The consequences of much smaller and more frequent impacts are still of great concern to life on Earth. Civilization-destroying impacts likely occur every few hundred thousand years. So-called "city killers" occur on the order of once per 3-400 years or so.
Technology exists today that enables us, with adequate early warning, to prevent these smaller impacts. A deflection, i.e. slightly altering the asteroid's orbit such that it just misses the earth, while simple in principle, has many subtle details embedded within it.
The early warning necessary to execute a deflection is also simple in concept while involving many detailed subtleties. Telescopic observations, occasionally supplemented by radar observations, are used to discover Earth-approaching asteroids (referred to as NEOs - near-Earth objects), determine their orbits, and predict future impacts.
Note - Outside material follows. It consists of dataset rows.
/// Translation into a language without a local voice goes to the remote
/// channel, and that choice is persisted
pub async fn scenario_remote_translation_voice() -> ScenarioResult {
    let mut result = ScenarioResult::success();
    let dir = match tempfile::TempDir::new() {
        Ok(dir) => dir,
        Err(e) => {
            result.check(false, format!("tempdir: {}", e));
            return result;
        }
    };
    let store = SettingsStore::new(dir.path().join("speech.json"));
    let platform = TestPlatform::new(SimulatedSpeechEngine::new(2.5));
    let persistence = spawn_persistence(&platform.settings, store.clone());

    let url = format!("{}&tlang=ja", TRACK_URL);
    let source = StaticCaptionSource::new().with(&url, TestCaptionDoc::polish().document);
    let mut manager = platform.manager(source, EngineConfig::default());

    if let Err(e) = manager.select_track(&english_track(), Some("ja")).await {
        result.check(false, format!("select_track failed: {}", e));
        return result;
    }
    tokio::time::sleep(Duration::from_millis(300)).await;
    manager.stop();
    tokio::time::sleep(Duration::from_millis(10)).await;

    let spoken = platform.engine.spoken();
    result.check(!spoken.is_empty(), "nothing spoken");
    if let Some(first) = spoken.first() {
        result.check(
            first.channel == SpeechChannel::Remote("ja".to_string()),
            format!("expected remote channel, got {:?}", first.channel),
        );
        result.check((first.rate - 1.2).abs() < 1e-9, "remote rate not rescaled");
        result.check(first.text == "Witam serdecznie", "unexpected text");
    }

    match store.load_or_default() {
        Ok(saved) => {
            result.check(
                saved.speech_voice == Some(VoicePreference::RemoteTranslation("ja".to_string())),
                format!("persisted voice: {:?}", saved.speech_voice),
            );
            result.check(
                saved.remembered_auto_translate_language.as_deref() == Some("ja"),
                "translation language not persisted",
            );
        }
        Err(e) => result.check(false, format!("settings not saved: {}", e)),
    }
    persistence.abort();
    result
}

/// Picking a voice switches the translation language to the voice's and
/// reloads the playing track in it
pub async fn scenario_voice_change_reloads_track() -> ScenarioResult {
    let mut result = ScenarioResult::success();
    let platform = TestPlatform::new(SimulatedSpeechEngine::new(2.5));
    let translated = format!("{}&tlang=pl", TRACK_URL);
    let source = StaticCaptionSource::new()
        .with(TRACK_URL, TestCaptionDoc::english().document)
        .with(&translated, TestCaptionDoc::polish().document);
    let mut manager = platform.manager(source, EngineConfig::default());

    let first = match manager.select_track(&english_track(), None).await {
        Ok(id) => id,
        Err(e) => {
            result.check(false, format!("select_track failed: {}", e));
            return result;
        }
    };
    tokio::time::sleep(Duration::from_millis(1500)).await;

    let voice = VoicePreference::Local("Google polski".to_string());
    let second = match manager.choose_voice(voice.clone()).await {
        Ok(id) => id,
        Err(e) => {
            result.check(false, format!("choose_voice failed: {}", e));
            return result;
        }
    };
    result.check(
        second.is_some() && second != Some(first),
        format!("expected a new session, got {:?}", second),
    );
    result.check(
        manager_requests(&manager).contains(&translated),
        "translated track not requested",
    );

    let settings = platform.settings.snapshot();
    result.check(settings.speech_voice == Some(voice), "chosen voice not stored");
    result.check(
        settings.remembered_auto_translate_language.as_deref() == Some("pl"),
        format!(
            "remembered language: {:?}",
            settings.remembered_auto_translate_language
        ),
    );

    tokio::time::sleep(Duration::from_millis(1500)).await;
    manager.stop();

    let polish = ["Witam serdecznie", "Dzisiaj o Rust", "Jest szybki"];
    let spoken = platform.engine.spoken();
    result.check(
        spoken.iter().any(|u| {
            polish.contains(&u.text.as_str())
                && u.channel == SpeechChannel::Local(Some("Google polski".to_string()))
        }),
        format!("no Polish speech after the voice change: {:?}", spoken),
    );
    result.check(
        spoken
            .first()
            .is_some_and(|u| u.channel == SpeechChannel::Local(Some("Samantha".to_string()))),
        "English captions should start on the English voice",
    );
    result.check(
        platform.settings.snapshot().speech_voice
            == Some(VoicePreference::Local("Google polski".to_string())),
        "chosen voice overwritten",
    );
    result
}

/// Stopping while the video is paused for speech resumes it and silences
/// the engine
pub async fn scenario_teardown_resumes_video() -> ScenarioResult {
    let mut result = ScenarioResult::success();
    let platform = TestPlatform::new(SimulatedSpeechEngine::with_fixed_duration(
        Duration::from_secs(60),
    ));
    let mut manager = platform.manager(StaticCaptionSource::new(), EngineConfig::default());

    manager.start(intervals(&TestCaptionDoc::wordy()));
    tokio::time::sleep(Duration::from_millis(1200)).await;
    result.check(platform.player.is_paused(), "video should wait for speech");

    manager.stop();
    tokio::time::sleep(Duration::from_millis(10)).await;
    result.check(!platform.player.is_paused(), "video left paused after stop");
    result.check(platform.engine.active_count() == 0, "speech still running");
    result
}

/// A track without captions is reported, and the running session is kept
pub async fn scenario_no_captions() -> ScenarioResult {
    let mut result = ScenarioResult::success();
    let platform = TestPlatform::new(SimulatedSpeechEngine::new(2.5));
    let mut manager = platform.manager(StaticCaptionSource::new(), EngineConfig::default());

    let running = manager.start(intervals(&TestCaptionDoc::english()));
    let outcome = manager.select_track(&english_track(), None).await;
    result.check(
        matches!(outcome, Err(CaptionError::NoCaptions)),
        format!("expected NoCaptions, got {:?}", outcome),
    );
    result.check(manager.active_id() == Some(running), "running session replaced");
    manager.stop();
    result
}

/// Subtitle export of a track
pub async fn scenario_srt_export() -> ScenarioResult {
    let mut result = ScenarioResult::success();
    let source = StaticCaptionSource::new().with(TRACK_URL, TestCaptionDoc::english().document);

    match build_subtitle_file(&source, &english_track(), "Learning Rust - YouTube", " - YouTube")
        .await
    {
        Ok(file) => {
            result.check(
                file.file_name == "Learning Rust.en.srt",
                format!("file name: {}", file.file_name),
            );
            result.check(
                file.contents
                    .starts_with("1\n00:00:00,000 --> 00:00:02,000\nHello and welcome.\n\n"),
                "first block malformed",
            );
            result.check(
                file.contents.contains("\n\n6\n00:00:12,000 --> 00:00:14,000\nBye\n\n"),
                "blank cue must not take a number",
            );
            result.check(!file.contents.contains("\n7\n"), "too many blocks");
        }
        Err(e) => result.check(false, format!("export failed: {}", e)),
    }
    result
}

#[cfg(test)]
mod tests {
    use super::*;

    fn assert_valid(name: &str, result: ScenarioResult) {
        assert!(result.is_valid, "{} failed: {:?}", name, result.errors);
    }

    #[tokio::test(start_paused = true)]
    async fn test_plain_session_e2e() {
        assert_valid("plain session", scenario_plain_session().await);
    }

    #[tokio::test(start_paused = true)]
    async fn test_queue_with_pause_e2e() {
        assert_valid("queue with pause", scenario_queue_with_pause().await);
    }

    #[tokio::test(start_paused = true)]
    async fn test_drop_while_busy_e2e() {
        assert_valid("drop while busy", scenario_drop_while_busy().await);
    }

    #[tokio::test(start_paused = true)]
    async fn test_single_session_e2e() {
        assert_valid("single session", scenario_single_session().await);
    }

    #[tokio::test(start_paused = true)]
    async fn test_asr_fallback_and_cache_e2e() {
        assert_valid("asr fallback", scenario_asr_fallback_and_cache().await);
    }

    #[tokio::test(start_paused = true)]
    async fn test_remote_translation_voice_e2e() {
        assert_valid("remote voice", scenario_remote_translation_voice().await);
    }

    #[tokio::test(start_paused = true)]
    async fn test_voice_change_reloads_track_e2e() {
        assert_valid("voice change", scenario_voice_change_reloads_track().await);
    }

    #[tokio::test(start_paused = true)]
    async fn test_teardown_resumes_video_e2e() {
        assert_valid("teardown", scenario_teardown_resumes_video().await);
    }

    #[tokio::test(start_paused = true)]
    async fn test_no_captions_e2e() {
        assert_valid("no captions", scenario_no_captions().await);
    }

    #[tokio::test]
    async fn test_srt_export_e2e() {
        assert_valid("srt export", scenario_srt_export().await);
    }
}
The technologies for both early warning and deflection are evolving rapidly regarding both capability and cost. For smaller NEOs the cost of a deflection campaign may dramatically exceed the cost of evacuating a local impact zone, and the decision will be based on sociopolitical factors, not technical ones.
Aside from the deflection/evacuation decision above, perhaps the source responsible for the most challenging geopolitical decisions is inherent in the deflection process per se. While the physical act of deflection takes place entirely in space, the consequences of this process occur on Earth. In effect, the deflection process shifts the original impact point across the surface of the planet until it misses the planet altogether. This path across the planet, however, is not arbitrary. It is a narrow corridor, often 100 km or less wide, that extends across the entire width of the planet. The original impact point can, hypothetically, only be dragged along this corridor in one direction or its opposite, until off the earth. However, in most instances, there are several nations and many people not originally threatened by the impact that will, should something go wrong during the deflection, be put at risk as the impact point passes by them. In effect, people (think cities, towns, nations) not originally threatened by the impact will have to accept a temporary risk in the process of eliminating the threat to everyone. This unavoidable feature of a deflection thereby creates a host of extremely challenging social and geopolitical decisions.
The complexity of addressing these challenges invites creative and innovative solutions. They are technical, legal, political, social, and even ethical and philosophical. While many of the technical elements of PD have been addressed over the past two decades, most of the sociopolitical issues have only just come to be realized, let alone resolved. Indeed many of the likely sociopolitical issues have yet to be discovered.